Clock driven: Use convolutional SNN to identify Fashion-MNIST

Author: fangwei123456

Translator: YeYumin

In this tutorial, we will build a convolutional spike neural network to classify the Fashion-MNIST dataset. The Fashion-MNIST dataset has the same format as the MNIST dataset, and both are 1 * 28 * 28 grayscale images.

Network structure

Most of the common convolutional neural networks in ANN are in the form of convolution + fully connected layers. We also use a similar structure in SNN. Import related modules, inherit torch.nn.Module, and define our network:

import torch
import torch.nn as nn
import torch.nn.functional as F
import torchvision
from spikingjelly.clock_driven import neuron, functional, surrogate, layer
from torch.utils.tensorboard import SummaryWriter
import readline
class Net(nn.Module):
    def __init__(self, tau, v_threshold=1.0, v_reset=0.0):

Then we add a convolutional layer and a fully connected layer to the member variables of Net. The developers of SpikingJelly found in the experiments that neurons in the convolutional layer is better to use IFNode for static image data without time information. We add 2 convolution-BN-pooling layers:

self.conv = nn.Sequential(
        nn.Conv2d(1, 128, kernel_size=3, padding=1, bias=False),
        nn.BatchNorm2d(128),
        neuron.IFNode(v_threshold=v_threshold, v_reset=v_reset, surrogate_function=surrogate.ATan()),
        nn.MaxPool2d(2, 2),  # 14 * 14

        nn.Conv2d(128, 128, kernel_size=3, padding=1, bias=False),
        nn.BatchNorm2d(128),
        neuron.IFNode(v_threshold=v_threshold, v_reset=v_reset, surrogate_function=surrogate.ATan()),
        nn.MaxPool2d(2, 2)  # 7 * 7
    )

After the input of 1 * 28 * 28 undergoes such a convolutional layer, an output spike of 128 * 7 * 7 is obtained.

Such a convolutional layer can actually function as an encoder: in the previous tutorial, in the code of MNIST classification, we used a Poisson encoder to encode pictures into spikes. In fact, we can directly send the picture to the SNN. In this case, the first spike neuron layer and the previous layer in the SNN can be regarded as an auto-encoder with learnable parameters. For example, these layers in the convolutional layer we just defined:

nn.Conv2d(1, 128, kernel_size=3, padding=1, bias=False),
nn.BatchNorm2d(128),
neuron.IFNode(v_threshold=v_threshold, v_reset=v_reset, surrogate_function=surrogate.ATan())

This 3-layer network, which receives pictures as input and outputs spikes, can be regarded as an encoder.

Next, we define a 3-layer fully connected network and output the classification results.
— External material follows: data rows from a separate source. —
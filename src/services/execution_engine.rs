//! Worker-pool task execution engine.
//!
//! A fixed set of workers polls the queue, resolves a handler by task type,
//! and runs it under a wall-clock timeout. Failed attempts retry with
//! exponential backoff, slept on the worker that failed, so sustained
//! failures reduce effective concurrency. Lifecycle events go through the
//! event service.

use std::collections::HashMap;
use std::sync::atomic::{AtomicBool, Ordering};
use std::sync::Arc;
use std::time::Duration;

use serde::{Deserialize, Serialize};
use serde_json::{json, Value};
use tokio::sync::{Mutex, RwLock};
use tokio::task::JoinHandle;
use tracing::{debug, info, instrument, warn};

use crate::domain::errors::{EngineError, EngineResult};
use crate::domain::models::config::EngineConfig;
use crate::domain::models::event::{Event, EventType};
use crate::domain::models::task::{TaskDefinition, TaskExecution, TaskResult, TaskStatus, TaskType};
use crate::domain::ports::TaskHandler;

use super::event_service::EventService;
use super::task_queue::{QueueStats, TaskQueue};

/// Engine counters plus a queue snapshot.
#[derive(Debug, Clone, PartialEq, Serialize, Deserialize)]
pub struct EngineStats {
    pub running: bool,
    pub workers: usize,
    pub tasks_completed: u64,
    pub tasks_failed: u64,
    pub total_execution_ms: u64,
    pub total_cost: f64,
    pub queue: QueueStats,
}

#[derive(Default)]
struct EngineMetrics {
    tasks_completed: u64,
    tasks_failed: u64,
    total_execution_ms: u64,
    total_cost: f64,
}

/// Backoff before the next attempt, given how many attempts have failed.
fn backoff_delay(failed_attempts: u32, max_backoff_secs: u64) -> Duration {
    let secs = 2u64.saturating_pow(failed_attempts).min(max_backoff_secs);
    Duration::from_secs(secs)
}

/// Worker pool over a [`TaskQueue`], publishing lifecycle events. Clones
/// share the same queue, registry, and counters.
#[derive(Clone)]
pub struct TaskExecutionEngine {
    queue: TaskQueue,
    events: EventService,
    config: EngineConfig,
    handlers: Arc<RwLock<HashMap<TaskType, Arc<dyn TaskHandler>>>>,
    metrics: Arc<Mutex<EngineMetrics>>,
    running: Arc<AtomicBool>,
    workers: Arc<Mutex<Vec<JoinHandle<()>>>>,
}

impl TaskExecutionEngine {
    pub fn new(queue: TaskQueue, events: EventService, config: EngineConfig) -> Self {
        Self {
            queue,
            events,
            config,
            handlers: Arc::new(RwLock::new(HashMap::new())),
            metrics: Arc::new(Mutex::new(EngineMetrics::default())),
            running: Arc::new(AtomicBool::new(false)),
            workers: Arc::new(Mutex::new(Vec::new())),
        }
    }

    /// Register (or silently replace) the handler for a task type.
    pub async fn register_task_handler(&self, task_type: TaskType, handler: Arc<dyn TaskHandler>) {
        debug!(task_type = %task_type, "task handler registered");
        self.handlers.write().await.insert(task_type, handler);
    }

    /// Spawn the worker pool. Idempotent.
    pub async fn start(&self) {
        if self.running.swap(true, Ordering::SeqCst) {
            return;
        }
        info!(workers = self.config.max_concurrent_tasks, "execution engine starting");

        let mut workers = self.workers.lock().await;
        for index in 0..self.config.max_concurrent_tasks {
            let engine = self.clone();
            workers.push(tokio::spawn(async move {
                engine.worker_loop(&format!("worker-{index}")).await;
            }));
        }
    }

    /// Stop the pool. In-flight work is abandoned, not drained.
    pub async fn stop(&self) {
        if !self.running.swap(false, Ordering::SeqCst) {
            return;
        }
        info!("execution engine stopping");
        for worker in self.workers.lock().await.drain(..) {
            worker.abort();
        }
    }

    /// Validate and enqueue a task, publishing `task.submitted`.
    #[instrument(skip(self, definition), fields(task_id = %definition.id), err)]
    pub async fn submit_task(&self, definition: TaskDefinition) -> EngineResult<String> {
        let event = Event::new(EventType::TaskSubmitted)
            .with_task(definition.id.clone())
            .with_data(HashMap::from([
                ("task_id".to_string(), json!(definition.id)),
                ("task_type".to_string(), json!(definition.task_type.as_str())),
                ("priority".to_string(), json!(definition.priority.as_str())),
            ]));
        let event = match &definition.tenant_id {
            Some(tenant_id) => event.with_tenant(tenant_id.clone()),
            None => event,
        };

        let task_id = self.queue.enqueue(definition).await?;
        self.events.publish(event.with_source("execution_engine"));
        Ok(task_id)
    }

    /// Cancel a pending or running task. Running handlers are not
    /// interrupted; their late result is dropped by the queue.
    #[instrument(skip(self))]
    pub async fn cancel_task(&self, task_id: &str) -> bool {
        let cancelled = self.queue.cancel(task_id).await;
        if cancelled {
            self.events.publish(
                Event::new(EventType::TaskCancelled)
                    .with_task(task_id.to_string())
                    .with_data(HashMap::from([("task_id".to_string(), json!(task_id))]))
                    .with_source("execution_engine"),
            );
        }
        cancelled
    }

    pub async fn get_task_status(&self, task_id: &str) -> Option<TaskStatus> {
        self.queue.get_task_status(task_id).await
    }

    pub async fn get_task(&self, task_id: &str) -> Option<TaskExecution> {
        self.queue.get_task(task_id).await
    }

    pub async fn get_task_result(&self, task_id: &str) -> Option<TaskResult> {
        self.queue.get_task_result(task_id).await
    }

    /// Counters plus queue occupancy.
    pub async fn stats(&self) -> EngineStats {
        let metrics = self.metrics.lock().await;
        EngineStats {
            running: self.running.load(Ordering::SeqCst),
            workers: self.config.max_concurrent_tasks,
            tasks_completed: metrics.tasks_completed,
            tasks_failed: metrics.tasks_failed,
            total_execution_ms: metrics.total_execution_ms,
            total_cost: metrics.total_cost,
            queue: self.queue.stats().await,
        }
    }

    async fn worker_loop(&self, worker_id: &str) {
        debug!(worker_id, "worker started");
        while self.running.load(Ordering::SeqCst) {
            match self.queue.dequeue(worker_id).await {
                Some(execution) => self.process_task(execution, worker_id).await,
                None => {
                    tokio::time::sleep(Duration::from_millis(self.config.poll_interval_ms)).await;
                }
            }
        }
        debug!(worker_id, "worker stopped");
    }

    /// Run one dequeued task through handler resolution, timeout, and the
    /// retry/backoff path.
    async fn process_task(&self, execution: TaskExecution, worker_id: &str) {
        let definition = execution.definition;
        let task_id = definition.id.clone();

        let handler = self.handlers.read().await.get(&definition.task_type).cloned();
        let Some(handler) = handler else {
            // configuration error: terminal, no retry budget consumed
            let error = EngineError::HandlerNotFound(definition.task_type.as_str().to_string());
            warn!(task_id = %task_id, error = %error, "failing task without handler");
            self.queue.fail_attempt(&task_id, &error.to_string()).await;
            if let Some(result) = self.queue.fail_task(&task_id).await {
                self.record_failure(&definition, &result, worker_id).await;
            }
            return;
        };

        let timeout_secs = definition.effective_timeout(self.config.default_timeout_secs);
        let started = tokio::time::Instant::now();
        let outcome =
            tokio::time::timeout(Duration::from_secs(timeout_secs), handler.run(&definition)).await;

        let error = match outcome {
            Ok(Ok(result)) => {
                let elapsed_ms = u64::try_from(started.elapsed().as_millis()).unwrap_or(u64::MAX);
                self.queue.complete_task(&task_id, &result).await;
                {
                    let mut metrics = self.metrics.lock().await;
                    metrics.tasks_completed += 1;
                    metrics.total_execution_ms += elapsed_ms;
                    metrics.total_cost += result.cost_estimate.unwrap_or(0.0);
                }
                self.publish_lifecycle(
                    EventType::TaskCompleted,
                    &definition,
                    HashMap::from([
                        ("task_id".to_string(), json!(task_id)),
                        ("execution_time_ms".to_string(), json!(elapsed_ms)),
                        ("cost_estimate".to_string(), json!(result.cost_estimate)),
                    ]),
                );
                debug!(task_id = %task_id, elapsed_ms, "task completed");
                return;
            }
            Ok(Err(err)) => EngineError::Execution(err.to_string()),
            Err(_) => EngineError::Timeout {
                task_id: task_id.clone(),
                timeout_secs,
            },
        };

        let Some(failed_attempts) = self.queue.fail_attempt(&task_id, &error.to_string()).await
        else {
            // cancelled while running; drop the outcome
            return;
        };

        if failed_attempts <= definition.max_retries {
            let delay = backoff_delay(failed_attempts, self.config.max_backoff_secs);
            warn!(
                task_id = %task_id,
                attempt = failed_attempts,
                delay_secs = delay.as_secs(),
                error = %error,
                "task attempt failed, backing off before retry"
            );
            self.queue.prepare_retry(&task_id).await;
            tokio::time::sleep(delay).await;
            if !self.queue.requeue(&task_id).await {
                debug!(task_id = %task_id, "task cancelled during backoff");
            }
        } else if let Some(result) = self.queue.fail_task(&task_id).await {
            warn!(
                task_id = %task_id,
                attempts = failed_attempts,
                error = %error,
                "task exhausted retries"
            );
            self.record_failure(&definition, &result, worker_id).await;
        }
    }

    async fn record_failure(
        &self,
        definition: &TaskDefinition,
        result: &TaskResult,
        worker_id: &str,
    ) {
        self.metrics.lock().await.tasks_failed += 1;
        self.publish_lifecycle(
            EventType::TaskFailed,
            definition,
            HashMap::from([
                ("task_id".to_string(), json!(definition.id)),
                ("attempts".to_string(), json!(result.error_history.len())),
                ("error".to_string(), json!(result.error_message)),
                ("worker_id".to_string(), json!(worker_id)),
            ]),
        );
    }

    fn publish_lifecycle(
        &self,
        event_type: EventType,
        definition: &TaskDefinition,
        data: HashMap<String, Value>,
    ) {
        let event = Event::new(event_type)
            .with_task(definition.id.clone())
            .with_data(data)
            .with_source("execution_engine");
        let event = match &definition.tenant_id {
            Some(tenant_id) => event.with_tenant(tenant_id.clone()),
            None => event,
        };
        self.events.publish(event);
    }
}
The fully connected layer generally functions as a classifier, and the performance of using LIFNode will be better. Fashion-MNIST has 10 categories, so the output layer is 10 neurons, in order to reduce over-fitting, we also use layer.Dropout. For more information about it, please refer to the API documentation.

self.fc = nn.Sequential(
    nn.Flatten(),
    layer.Dropout(0.7),
    nn.Linear(128 * 7 * 7, 128 * 3 * 3, bias=False),
    neuron.LIFNode(tau=tau, v_threshold=v_threshold, v_reset=v_reset, surrogate_function=surrogate.ATan()),
    layer.Dropout(0.7),
    nn.Linear(128 * 3 * 3, 128, bias=False),
    neuron.LIFNode(tau=tau, v_threshold=v_threshold, v_reset=v_reset, surrogate_function=surrogate.ATan()),
    nn.Linear(128, 10, bias=False),
    neuron.LIFNode(tau=tau, v_threshold=v_threshold, v_reset=v_reset, surrogate_function=surrogate.ATan()),
)

Next, define forward propagation. Forward propagation is very simple, first go through convolution and then go through full connection:

def forward(self, x):
    return self.fc(self.conv(x))

Avoid repeat computing

We can train this network directly, just like the previous MNIST classification:

for img, label in train_data_loader:
    img = img.to(device)
    label = label.to(device)
    label_one_hot = F.one_hot(label, 10).float()

    optimizer.zero_grad()

    # run the time of T,out_spikes_counter is the tensor of shape=[batch_size, 10]
    # record the number of spike firings of 10 neurons in the output layer during the entire simulation duration
    for t in range(T):
        if t == 0:
            out_spikes_counter = net(encoder(img).float())
        else:
            out_spikes_counter += net(encoder(img).float())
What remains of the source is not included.